Jadi Fujin menebak bahwa itu pasti ada hubungannya dengan Pedang Totsuka, dan Patung Batu ini adalah petunjuk yang ditemukan Shisui dan Itachi… Dan tebakan Fujin ini cukup masuk akal karena Pedang Totsuka juga berbentuk Labu.


"Tapi jika itu masalahnya, lalu di mana Shisui dan Itachi?" Fujin bergumam ragu, lalu berpikir, 'Mungkinkah hilangnya mereka terkait dengan suatu bentuk Jutsu Ruang-Waktu? Atau apakah Shisui dan Itachi tersedot ke dalam Pedang Totsuka untuk menjalani semacam cobaan?'


Bagaimanapun, itu adalah kiasan anime yang umum bagi para pendahulu untuk meninggalkan semacam percobaan, dan hanya orang yang akan menyelesaikan percobaan itu yang akan menjadi penerus yang layak dari kekuatan mereka, oleh karena itu, Fujin juga berpikir bahwa ini mungkin benar-benar terjadi di sini. dan memutuskan untuk menunggu.



Malam berlalu perlahan dan segera fajar menyingsing.


Di bawah cahaya hangat di pagi hari, Kurenai yang tidak sadarkan diri sepanjang malam terbangun... dia melihat sekeliling dan menemukan bahwa dia sedang berbaring di tempat tidur yang terbuat dari batu, dan anggota Amatsukami, Fujin, yang telah menyelamatkannya. dari Orochimaru sedang duduk tidak terlalu jauh dan sedang bermain dengan beberapa bola api seukuran kepalan tangan.


Seolah mengingat sesuatu, dia melihat ke bawah dan menyadari bahwa dia mengenakan Kimono yang tidak dikenalnya… 'TIDAK! tolong jangan!' dia benar-benar panik dan segera membuka tali Kimono untuk melihat ke bawah… “TIDAK!” Seru Kurenai, saat ketakutan terburuknya menjadi kenyataan. Tidak ada apa-apa di bawah Kimono, tidak ada pakaian dalam, hanya perban yang menutupi setengah dari payudara dan bahu kanannya.


Seruan Kurenai menarik perhatian Fujin… dia melihat ke atas dan menyadari bahwa Kurenai telah terbangun, dia segera memadamkan Orb Hangus, bangkit, dan sambil berjalan dia bertanya dengan santai, “Yah, kamu tertidur selama beberapa jam… kurasa; itu tidak terlalu aneh mengingat lukamu... lagi pula, bagaimana perasaanmu?”

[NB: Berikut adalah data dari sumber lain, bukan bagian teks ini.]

//! Happiness scoring for realized assignments.
//!
//! A student's happiness compares the score they gave their assigned project
//! against the score scale (`project`) and against their own best score
//! (`poll`). Teams and whole runs aggregate the per-student values by
//! arithmetic mean. Both values live in 0.0..=1.0 and are rounded to two
//! decimals, matching what the displays show.

use serde::{Deserialize, Serialize};

use crate::models::{SCORE_MAX, SCORE_MIN};

/// Normalized preference satisfaction for one (student, project) pair.
#[derive(Serialize, Deserialize, Debug, Clone, Copy, PartialEq)]
pub struct Happiness {
    /// Satisfaction against the global maximum score.
    pub project: f64,
    /// Satisfaction against the student's own maximum score; 1.0 iff the
    /// student received one of their personal-best projects.
    pub poll: f64,
}

/// Computes the happiness of a chosen score.
///
/// `own_max` is the student's maximum score over all projects. A student
/// whose answers are all at the scale minimum is trivially satisfied, so the
/// poll component is 1.0 in that case.
pub fn happiness(chosen: i64, own_max: i64) -> Happiness {
    let project = (chosen - SCORE_MIN) as f64 / (SCORE_MAX - SCORE_MIN) as f64;
    let poll = if own_max <= SCORE_MIN {
        1.0
    } else {
        (chosen - SCORE_MIN) as f64 / (own_max - SCORE_MIN) as f64
    };
    Happiness {
        project: round2(project),
        poll: round2(poll),
    }
}

/// Mean happiness over a set of per-student values, rounded to two decimals.
pub fn mean_happiness(values: &[Happiness]) -> Happiness {
    if values.is_empty() {
        return Happiness {
            project: 0.0,
            poll: 0.0,
        };
    }
    let n = values.len() as f64;
    Happiness {
        project: round2(values.iter().map(|h| h.project).sum::<f64>() / n),
        poll: round2(values.iter().map(|h| h.poll).sum::<f64>() / n),
    }
}

/// Categorical display band for a happiness score.
#[derive(Serialize, Deserialize, Debug, Clone, Copy, PartialEq, Eq)]
pub enum HappinessBand {
    VeryBad,
    Bad,
    Neutral,
    Good,
    VeryGood,
}

impl HappinessBand {
    /// Fixed breakpoints: <=0.2 very bad, then 0.2 steps up to >0.8 very good.
    pub fn from_score(score: f64) -> HappinessBand {
        if score > 0.8 {
            HappinessBand::VeryGood
        } else if score > 0.6 {
            HappinessBand::Good
        } else if score > 0.4 {
            HappinessBand::Neutral
        } else if score > 0.2 {
            HappinessBand::Bad
        } else {
            HappinessBand::VeryBad
        }
    }

    pub fn label(self) -> &'static str {
        match self {
            HappinessBand::VeryBad => "very bad",
            HappinessBand::Bad => "bad",
            HappinessBand::Neutral => "neutral",
            HappinessBand::Good => "good",
            HappinessBand::VeryGood => "very good",
        }
    }

    /// Icon name used by the web frontend.
    pub fn icon(self) -> &'static str {
        match self {
            HappinessBand::VeryBad => "emoji-angry",
            HappinessBand::Bad => "emoji-frown",
            HappinessBand::Neutral => "emoji-neutral",
            HappinessBand::Good => "emoji-smile",
            HappinessBand::VeryGood => "emoji-heart-eyes",
        }
    }
}

/// Aggregates of one student's project answers, shown next to the happiness.
#[derive(Serialize, Deserialize, Debug, Clone, PartialEq)]
pub struct PollStats {
    /// The score the student gave the assigned project.
    pub score: i64,
    pub sum: i64,
    pub avg: f64,
    pub min: i64,
    pub max: i64,
}

impl PollStats {
    /// Builds the stats bundle from the chosen score and all of the
    /// student's raw answers. `answers` must be non-empty.
    pub fn from_answers(chosen: i64, answers: &[i64]) -> PollStats {
        let sum: i64 = answers.iter().sum();
        let min = answers.iter().copied().min().unwrap_or(chosen);
        let max = answers.iter().copied().max().unwrap_or(chosen);
        let avg = if answers.is_empty() {
            chosen as f64
        } else {
            round2(sum as f64 / answers.len() as f64)
        };
        PollStats {
            score: chosen,
            sum,
            avg,
            min,
            max,
        }
    }
}

fn round2(value: f64) -> f64 {
    (value * 100.0).round() / 100.0
}

#[cfg(test)]
mod tests {
    use super::*;

    #[test]
    fn happiness_is_bounded() {
        for chosen in SCORE_MIN..=SCORE_MAX {
            for own_max in chosen..=SCORE_MAX {
                let h = happiness(chosen, own_max);
                assert!((0.0..=1.0).contains(&h.project), "project {h:?}");
                assert!((0.0..=1.0).contains(&h.poll), "poll {h:?}");
            }
        }
    }

    #[test]
    fn poll_happiness_is_one_at_personal_best() {
        let h = happiness(4, 4);
        assert_eq!(h.poll, 1.0);
        assert_eq!(h.project, 0.75);
    }

    #[test]
    fn all_minimum_answers_count_as_satisfied() {
        let h = happiness(SCORE_MIN, SCORE_MIN);
        assert_eq!(h.poll, 1.0);
        assert_eq!(h.project, 0.0);
    }

    #[test]
    fn values_are_rounded_to_two_decimals() {
        // 2 of 5 -> 1/4 = 0.25, 2 of 4 -> 1/3 = 0.33
        let h = happiness(2, 4);
        assert_eq!(h.project, 0.25);
        assert_eq!(h.poll, 0.33);
    }

    #[test]
    fn band_breakpoints() {
        assert_eq!(HappinessBand::from_score(0.0), HappinessBand::VeryBad);
        assert_eq!(HappinessBand::from_score(0.2), HappinessBand::VeryBad);
        assert_eq!(HappinessBand::from_score(0.21), HappinessBand::Bad);
        assert_eq!(HappinessBand::from_score(0.5), HappinessBand::Neutral);
        assert_eq!(HappinessBand::from_score(0.75), HappinessBand::Good);
        assert_eq!(HappinessBand::from_score(0.81), HappinessBand::VeryGood);
        assert_eq!(HappinessBand::from_score(1.0), HappinessBand::VeryGood);
    }

    #[test]
    fn mean_happiness_averages_both_components() {
        let values = vec![
            Happiness {
                project: 1.0,
                poll: 1.0,
            },
            Happiness {
                project: 0.5,
                poll: 0.0,
            },
        ];
        let mean = mean_happiness(&values);
        assert_eq!(mean.project, 0.75);
        assert_eq!(mean.poll, 0.5);
    }

    #[test]
    fn poll_stats_aggregate_answers() {
        let stats = PollStats::from_answers(4, &[1, 4, 5, 2]);
        assert_eq!(stats.score, 4);
        assert_eq!(stats.sum, 12);
        assert_eq!(stats.avg, 3.0);
        assert_eq!(stats.min, 1);
        assert_eq!(stats.max, 5);
    }
}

Bukannya menjawab pertanyaan Fujin, atau berterima kasih padanya; Kurenai memandang Fujin seolah-olah dia sedang melihat binatang buas, dan bertanya dengan marah, “Apa yang terjadi dengan pakaianku…? Dan Kimono ini… kau memakaikannya padaku, kan? L.. lalu apakah itu berarti itu bukan mimpi dan kamu… kamu melihat SEMUANYA?”


"Hah?" Fujin terdiam… dan baru sekarang dia menemukan masalah ini.


Karena dia cukup terbiasa melihat tubuh telanjang wanita sambil mengendalikan Klon Tsukihi, oleh karena itu, dia tidak merasakan apa-apa saat menatapnya dan bahkan tidak menyadari bahwa itu akan membuat Kurenai malu.


"Sekarang apa yang harus kukatakan padanya?" Fujin sekarang dalam situasi genting, meskipun itu adalah masalah mendesak untuk segera memberinya perawatan untuk menyelamatkan hidupnya, itu pada akhirnya merupakan pelanggaran privasi Kurenai, belum lagi dia membiarkannya telanjang selama berjam-jam.


Fujin ingin menjelaskan padanya tetapi tidak tahu bagaimana menjelaskannya… jadi setelah memeras otaknya, dia akhirnya memutuskan bahwa dia harus melengkapinya terlebih dahulu untuk sedikit meredakan suasana, lalu perlahan memberitahunya bahwa itu perlu.


Mengangguk pada dirinya sendiri tentang betapa jeniusnya dia, Fujin berkata kepada Kurenai dengan senyum yang menyenangkan, "Harus kukatakan, kamu berkembang dengan sangat baik di tempat yang tepat."